Covid 19 has completely disrupted our lives. From distancing us from our family and friends, from keeping us away from our hobbies, the gym, traveling and partying. OMG how our lives have changed! But have you thought about how this awful pandemic is affecting us and our monthly periods – how can we try to protect ourselves?
Well, scientists and researchers are investigating the connection between female sex hormones and menstrual status and the protection women may have against the pandemic. It has been revealed in the first large case study of hospitalized patients with confirmed COVID-19 that took place at Northwell Health in New York in April that males made up a majority of those with severe illness — 60% of all who were hospitalized — and had higher rates of mortality than females of the same age. In a preprint analysis of more than 400 female COVID-19 patients published in March, researchers in China found that “menstruation showed a definite protective effect” after consideration of other characteristics including age.
On the other hand, it is a known fact that stress effects our menstrual cycles. When we get stressed our bodys release the Cortisol hormone whose job is to prepare our body to take on a threat. This hormone gives our body an extra boost of energy in preparation to fight or flee. An increased level of Cortisol can affect our menstrual cycle. If the body is stressed out for an extended period of time – as it might be during this pandemic period – the HPA axis which is the complex system in our body that controls stress and stimulates the release of Cortisol can get overworked and tired. Once this happens different woman experience different responses; this can cause Amenorrhea (skipping or missing periods), spotty periods or the reduction of estrogen and progesterone.

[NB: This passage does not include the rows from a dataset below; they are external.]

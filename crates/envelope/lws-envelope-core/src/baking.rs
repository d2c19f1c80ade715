//! Baking API: sample envelopes and motions at a fixed frame rate over a time window.

use serde::{Deserialize, Serialize};

use crate::config::EvalConfig;
use crate::envelope::Envelope;
use crate::error::EnvelopeError;
use crate::motion::{Motion, MotionSample};
use crate::sampling::{slope_at_with, DEFAULT_DERIVATIVE_EPSILON};

const DEFAULT_FRAME_RATE: f32 = 60.0;

/// Upper bound on frames produced by a single bake.
pub const MAX_BAKE_FRAMES: usize = 1 << 24;

#[derive(Clone, Debug, Serialize, Deserialize)]
#[serde(default)]
pub struct BakingConfig {
    /// Target frame rate (Hz) for baked samples.
    pub frame_rate: f32,
    /// Start time (seconds); if None, uses the first key time.
    pub start_time: Option<f32>,
    /// End time (seconds); if None, uses the last key time.
    pub end_time: Option<f32>,
    /// Optional override for the finite-difference epsilon used when estimating slopes.
    pub derivative_epsilon: Option<f32>,
    pub eval: EvalConfig,
}

impl Default for BakingConfig {
    fn default() -> Self {
        Self {
            frame_rate: DEFAULT_FRAME_RATE,
            start_time: None,
            end_time: None,
            derivative_epsilon: None,
            eval: EvalConfig::default(),
        }
    }
}

#[derive(Clone, Debug, PartialEq, Serialize, Deserialize)]
pub struct BakedEnvelope {
    pub frame_rate: f32,
    pub start_time: f32,
    pub end_time: f32,
    /// Sampled values at each frame, inclusive of both window ends.
    pub values: Vec<f32>,
}

#[derive(Clone, Debug, PartialEq, Serialize, Deserialize)]
pub struct BakedMotion {
    pub frame_rate: f32,
    pub start_time: f32,
    pub end_time: f32,
    pub samples: Vec<MotionSample>,
}

/// Resolved sampling window.
#[derive(Clone, Copy, Debug)]
struct Window {
    rate: f32,
    start: f32,
    end: f32,
    frames: usize,
}

impl Window {
    fn resolve(cfg: &BakingConfig, keyed: Option<(f32, f32)>) -> Result<Self, EnvelopeError> {
        let rate = if cfg.frame_rate.is_finite() && cfg.frame_rate > 0.0 {
            cfg.frame_rate
        } else {
            DEFAULT_FRAME_RATE
        };
        let (key_start, key_end) = keyed.unwrap_or((0.0, 0.0));
        let start = cfg.start_time.filter(|t| t.is_finite()).unwrap_or(key_start);
        let end = cfg.end_time.filter(|t| t.is_finite()).unwrap_or(key_end);
        if end < start {
            return Err(EnvelopeError::InvalidWindow { start, end });
        }
        if end == start {
            log::debug!("bake window collapsed to a single frame at {start}");
        }
        let span_frames = ((f64::from(end) - f64::from(start)) * f64::from(rate)).ceil();
        if !span_frames.is_finite() || span_frames >= MAX_BAKE_FRAMES as f64 {
            return Err(EnvelopeError::WindowTooLarge {
                start,
                end,
                max_frames: MAX_BAKE_FRAMES,
            });
        }
        let frames = span_frames as usize + 1;
        Ok(Self {
            rate,
            start,
            end,
            frames,
        })
    }

    #[inline]
    fn time(&self, frame: usize) -> f32 {
        (self.start + frame as f32 / self.rate).min(self.end)
    }
}

/// Bake a single envelope using the provided config.
pub fn bake_envelope(envelope: &Envelope, cfg: &BakingConfig) -> Result<BakedEnvelope, EnvelopeError> {
    let w = Window::resolve(cfg, envelope.time_range())?;
    let values = (0..w.frames)
        .map(|f| envelope.eval_with(w.time(f), &cfg.eval))
        .collect();
    Ok(BakedEnvelope {
        frame_rate: w.rate,
        start_time: w.start,
        end_time: w.end,
        values,
    })
}

/// Bake envelope values and slopes simultaneously.
pub fn bake_envelope_with_derivatives(
    envelope: &Envelope,
    cfg: &BakingConfig,
) -> Result<(BakedEnvelope, BakedEnvelope), EnvelopeError> {
    let w = Window::resolve(cfg, envelope.time_range())?;
    let eps = cfg
        .derivative_epsilon
        .filter(|eps| eps.is_finite() && *eps > 0.0)
        .unwrap_or(DEFAULT_DERIVATIVE_EPSILON);

    let mut values = Vec::with_capacity(w.frames);
    let mut slopes = Vec::with_capacity(w.frames);
    for f in 0..w.frames {
        let t = w.time(f);
        values.push(envelope.eval_with(t, &cfg.eval));
        slopes.push(slope_at_with(envelope, t, eps, &cfg.eval));
    }

    let baked = |values| BakedEnvelope {
        frame_rate: w.rate,
        start_time: w.start,
        end_time: w.end,
        values,
    };
    Ok((baked(values), baked(slopes)))
}

/// Bake all channels of a motion over a shared window.
pub fn bake_motion(motion: &Motion, cfg: &BakingConfig) -> Result<BakedMotion, EnvelopeError> {
    let w = Window::resolve(cfg, motion.time_range())?;
    let samples = (0..w.frames)
        .map(|f| motion.eval_with(w.time(f), &cfg.eval))
        .collect();
    Ok(BakedMotion {
        frame_rate: w.rate,
        start_time: w.start,
        end_time: w.end,
        samples,
    })
}

/// Export baked data as serde_json::Value (stable schema for FFI/serialization).
pub fn export_baked_json(baked: &BakedEnvelope) -> serde_json::Value {
    serde_json::to_value(baked).unwrap_or(serde_json::Value::Null)
}

/// Export baked values and slopes as serde_json::Value.
pub fn export_baked_with_derivatives_json(
    baked: &BakedEnvelope,
    derivatives: &BakedEnvelope,
) -> serde_json::Value {
    serde_json::json!({
        "values": baked,
        "derivatives": derivatives,
    })
}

More and more evidence has been pointing to the fact that higher levels of resilience (which is often defined as the capacity to recover quickly from difficulties such as stress) are directly related to better outcomes when living through a crisis, managing chronic disease and chronic pain, and improving emotional and physical health. And, ok we don’t experience a pandemic of such immense magnitude everyday, but life is truly full of daily challenges – the better we learn to deal with them the more resilient we become to their effects.